▶ Work to complete: Find each line of the entries with the string "AccessorKey", please, and copy it.

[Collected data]
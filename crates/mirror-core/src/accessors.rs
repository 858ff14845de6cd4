//! Compiled getters and setters
//!
//! A getter or setter is compiled once per (target type, member name,
//! Rust value type). Compilation resolves the member through the
//! [`MemberMetadataCache`], checks that the declared member type converts to
//! the requested Rust type, and captures the resolved storage and the planned
//! [`Conversion`] in a closure. Calling the closure performs no lookup.
//!
//! Properties take precedence over fields of the same name. A property is
//! only used if it is readable (for getters) or writable (for setters) and
//! its type converts; otherwise the field is tried.

use std::any::{Any, TypeId as RustTypeId};
use std::sync::Arc;

use dashmap::DashMap;
use mirror_types::{
    is_assignable, BindingFlags, Conversion, FieldDef, FieldStorage, HostError, ObjectRef,
    Reflected, TypeDef, TypeRef, Value, ValueKind,
};
use rustc_hash::FxBuildHasher;
use tracing::{debug, trace};

use crate::error::{require_name, ReflectError, ReflectResult};
use crate::key::AccessorKey;
use crate::members::MemberMetadataCache;
use crate::stats::{CacheCounter, CacheStat};

/// Compiled read of a member as `R`. Receives the instance, ignored for
/// static members.
pub type Getter<R> = Arc<dyn Fn(&Value) -> ReflectResult<R> + Send + Sync>;

/// Compiled write of a `V` into a member
pub type Setter<V> = Arc<dyn Fn(&Value, V) -> ReflectResult<()> + Send + Sync>;

type ErasedAccessor = Arc<dyn Any + Send + Sync>;

/// Builds and caches [`Getter`]s and [`Setter`]s
pub struct AccessorCompiler {
    members: Arc<MemberMetadataCache>,
    flags: BindingFlags,
    getters: DashMap<AccessorKey, ErasedAccessor, FxBuildHasher>,
    setters: DashMap<AccessorKey, ErasedAccessor, FxBuildHasher>,
    getter_counter: CacheCounter,
    setter_counter: CacheCounter,
}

▶ Solution:
use crate::key::AccessorKey;
    getters: DashMap<AccessorKey, ErasedAccessor, FxBuildHasher>,
    setters: DashMap<AccessorKey, ErasedAccessor, FxBuildHasher>,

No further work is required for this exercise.